Observe and Report: Anosognosia in Macro

Anosognosia: “lack of insight” or “lack of awareness” – is believed to be the single largest reason why individuals with schizophrenia and bipolar disorder do not take their medications.

Treatment Advocacy Center


It’s this really unfortunate thing, right? That Paul Blart came out in January of 2009 and six days shy of four months later Observe and Report came out.

Every time I mention Observe and Report, people take a second to rattle their memories and typically come up with “That other mall cop movie? The one with… Seth Rogen?” Exactly. I guess if there were ever a time when a movie should be shelved, it was then. Because had Observe and Report come out a year later, it perhaps would have garnered a broader audience. They could’ve sold it as a parody of some kind.

But even those outside the film industry know that you can’t produce, edit, and distribute a motion picture in the span of four months. Had they perhaps waited, like, eight months maybe then the public would be willing to accept Ronnie Barnhardt as some sort of filmic response to how squeaky clean Paul Blart is.

Or maybe the next to non-existence of redband trailers in 2009 totally stalled any chance this film had of marketing itself as a graphic antithesis to Mall Cop. The trailer for the film does nothing to prepare you for how quickly the movie goes dark.
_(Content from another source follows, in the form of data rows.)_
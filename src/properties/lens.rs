use serde_json::Value;

use crate::{
    field::{self, Object},
    types::Rational,
    Diagnostics, PropertyGroup,
};

use super::split_containers;

/// Radial (k1..kN) and tangential (p1..pN) coefficients of a lens model.
#[derive(Default, Debug, Clone, PartialEq)]
pub struct Distortion {
    pub radial: Vec<f64>,
    pub tangential: Option<Vec<f64>>,
}

impl Distortion {
    /// Tangential coefficients are meaningless without radial ones.
    pub fn collapse(radial: Option<Vec<f64>>, tangential: Option<Vec<f64>>) -> Option<Self> {
        radial.map(|radial| Self { radial, tangential })
    }

    fn parse(object: &Object, path: &str, diags: &mut Diagnostics) -> Option<Self> {
        let radial = field::get_array(object, &format!("{path}/radial"), diags);
        let tangential = field::get_array(object, &format!("{path}/tangential"), diags);

        Self::collapse(radial, tangential)
    }
}

/// Shift in X and Y of a projection centre, in millimeters.
#[derive(Default, Debug, Clone, Copy, PartialEq)]
pub struct Shift {
    pub x: f64,
    pub y: f64,
}

impl Shift {
    /// Both coordinates are required together.
    pub fn collapse(x: Option<f64>, y: Option<f64>) -> Option<Self> {
        Some(Self { x: x?, y: y? })
    }

    fn parse(object: &Object, path: &str, diags: &mut Diagnostics) -> Option<Self> {
        let x = field::get(object, &format!("{path}/x"), diags);
        let y = field::get(object, &format!("{path}/y"), diags);

        Self::collapse(x, y)
    }
}

/// Coefficients of the exposure fall-off (vignetting) of a lens.
#[derive(Default, Debug, Clone, Copy, PartialEq)]
pub struct ExposureFalloff {
    pub a1: f64,
    pub a2: Option<f64>,
    pub a3: Option<f64>,
}

impl ExposureFalloff {
    pub fn collapse(a1: Option<f64>, a2: Option<f64>, a3: Option<f64>) -> Option<Self> {
        a1.map(|a1| Self { a1, a2, a3 })
    }

    fn parse(object: &Object, path: &str, diags: &mut Diagnostics) -> Option<Self> {
        let a1 = field::get(object, &format!("{path}/a1"), diags);
        let a2 = field::get(object, &format!("{path}/a2"), diags);
        let a3 = field::get(object, &format!("{path}/a3"), diags);

        Self::collapse(a1, a2, a3)
    }
}

/// Normalised (0-1) focus, iris and zoom encoder positions.
#[derive(Default, Debug, Clone, Copy, PartialEq)]
pub struct Encoders {
    pub focus: Option<f64>,
    pub iris: Option<f64>,
    pub zoom: Option<f64>,
}

/// Raw focus, iris and zoom encoder values, before homing and ranging.
#[derive(Default, Debug, Clone, Copy, PartialEq, Eq)]
pub struct RawEncoders {
    pub focus: Option<u32>,
    pub iris: Option<u32>,
    pub zoom: Option<u32>,
}

macro_rules! impl_encoders {
    ($name:ident, $ty:ty) => {
        impl $name {
            /// Absent when no axis is reported.
            pub fn collapse(focus: Option<$ty>, iris: Option<$ty>, zoom: Option<$ty>) -> Option<Self> {
                if focus.is_none() && iris.is_none() && zoom.is_none() {
                    return None;
                }
                Some(Self { focus, iris, zoom })
            }

            fn parse(object: &Object, path: &str, diags: &mut Diagnostics) -> Option<Self> {
                let focus = field::get(object, &format!("{path}/focus"), diags);
                let iris = field::get(object, &format!("{path}/iris"), diags);
                let zoom = field::get(object, &format!("{path}/zoom"), diags);

                Self::collapse(focus, iris, zoom)
            }
        }
    };
}

impl_encoders!(Encoders, f64);
impl_encoders!(RawEncoders, u32);

/// Lens properties, merged from `static/lens` and the per-sample `lens`.
#[derive(Default, Debug, Clone, PartialEq)]
pub struct Lens {
    // Static.
    pub firmware_version: Option<String>,
    pub make: Option<String>,
    pub model: Option<String>,
    pub serial_number: Option<String>,
    /// Focal length printed on the side of a prime lens, in millimeters.
    pub nominal_focal_length: Option<f64>,

    /// Custom coefficients for a particular lens model.
    pub custom: Option<Vec<f64>>,
    pub distortion: Option<Distortion>,
    /// Overscan factor on lens distortion.
    pub distortion_overscan: Option<f64>,
    /// Scaling factor on field of view for tweaking lens calibrations.
    pub distortion_scale: Option<f64>,
    /// Shift of the centre of distortion of the virtual camera.
    pub distortion_shift: Option<Shift>,
    pub encoders: Option<Encoders>,
    /// Position of the entrance pupil relative to the nominal imaging plane.
    pub entrance_pupil_offset: Option<Rational>,
    pub exposure_falloff: Option<ExposureFalloff>,
    pub f_stop: Option<u32>,
    /// Focal length in millimeters.
    pub focal_length: Option<f64>,
    /// Focus distance in millimeters.
    pub focus_distance: Option<u32>,
    /// Shift of the centre of perspective projection of the virtual camera.
    pub perspective_shift: Option<Shift>,
    pub raw_encoders: Option<RawEncoders>,
    /// Linear t-number in 0.001 units.
    pub t_stop: Option<u32>,
    pub undistortion: Option<Distortion>,
}

impl Lens {
    pub fn parse(doc: &Value, diags: &mut Diagnostics) -> Option<Self> {
        let (static_object, object) = split_containers(doc, PropertyGroup::Lens, diags)?;

        let mut lens = Lens::default();

        if let Some(object) = static_object {
            lens.firmware_version = field::get(object, "firmwareVersion", diags);
            lens.make = field::get(object, "make", diags);
            lens.model = field::get(object, "model", diags);
            lens.serial_number = field::get(object, "serialNumber", diags);
            lens.nominal_focal_length = field::get(object, "nominalFocalLength", diags);
        }

        if let Some(object) = object {
            lens.parse_dynamic(object, diags);
        }

        Some(lens)
    }

    fn parse_dynamic(&mut self, object: &Object, diags: &mut Diagnostics) {
        self.custom = field::get_array(object, "custom", diags);

        self.distortion = field::get_object(object, "distortion", diags)
            .and_then(|group| Distortion::parse(group, "distortion", diags));
        self.distortion_overscan = field::get(object, "distortionOverscan", diags);
        self.distortion_scale = field::get(object, "distortionScale", diags);
        self.distortion_shift = field::get_object(object, "distortionShift", diags)
            .and_then(|group| Shift::parse(group, "distortionShift", diags));

        self.encoders =
            field::get_object(object, "encoders", diags).and_then(|group| Encoders::parse(group, "encoders", diags));

        self.entrance_pupil_offset = field::get_object(object, "entrancePupilOffset", diags).and_then(|group| {
            let numerator = field::get::<i64>(group, "entrancePupilOffset/num", diags);
            let denominator = field::get::<i64>(group, "entrancePupilOffset/denom", diags);
            Some(Rational::new(numerator?, denominator?))
        });

        self.exposure_falloff = field::get_object(object, "exposureFalloff", diags)
            .and_then(|group| ExposureFalloff::parse(group, "exposureFalloff", diags));
        self.f_stop = field::get(object, "fStop", diags);
        self.focal_length = field::get(object, "focalLength", diags);
        self.focus_distance = field::get(object, "focusDistance", diags);
        self.perspective_shift = field::get_object(object, "perspectiveShift", diags)
            .and_then(|group| Shift::parse(group, "perspectiveShift", diags));
        self.raw_encoders = field::get_object(object, "rawEncoders", diags)
            .and_then(|group| RawEncoders::parse(group, "rawEncoders", diags));
        self.t_stop = field::get(object, "tStop", diags);
        self.undistortion = field::get_object(object, "undistortion", diags)
            .and_then(|group| Distortion::parse(group, "undistortion", diags));
    }
}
But, shit dude, the movie itself is brilliant. I have yet to truly grasp the humor of the Foot Fist Way, and could only ever make it through the first season entirely of Eastbound and Down, which leads me to think that this is probably Jody Hill’s most accessible work.

His style of humor is a tough pill to swallow and he doesn’t give you a glass of water. It’s an absolutely unrelenting experience that truly makes the viewer begin to ask, “Wait, when am I supposed to laugh?”

 

When Observe and Report first came out in 2009, the film blew me away with it’s deep-black sense of humor that absolutely tests your ability to finish its scant 82-minute run time. It takes you into the depths of purely being frustrated with Ronnie and his deluded, alternate, sense of reality that it gets to the point that you just feel bad for the guy.

That’s when his date with Brandi happens. He gives her all his medication figuring that because she said yes sober but went out with him drunk it clearly means that they’re now in love and boyfriend & girlfriend. Obviously. Given Ronnie’s great fortune at finally nabbing the One, the medication is now unnecessary so he gives it her and she says, “I was like ‘Okay, weird guy at the mall asking me out.’ Oh my God… But now I got a whole new script! Thank you!”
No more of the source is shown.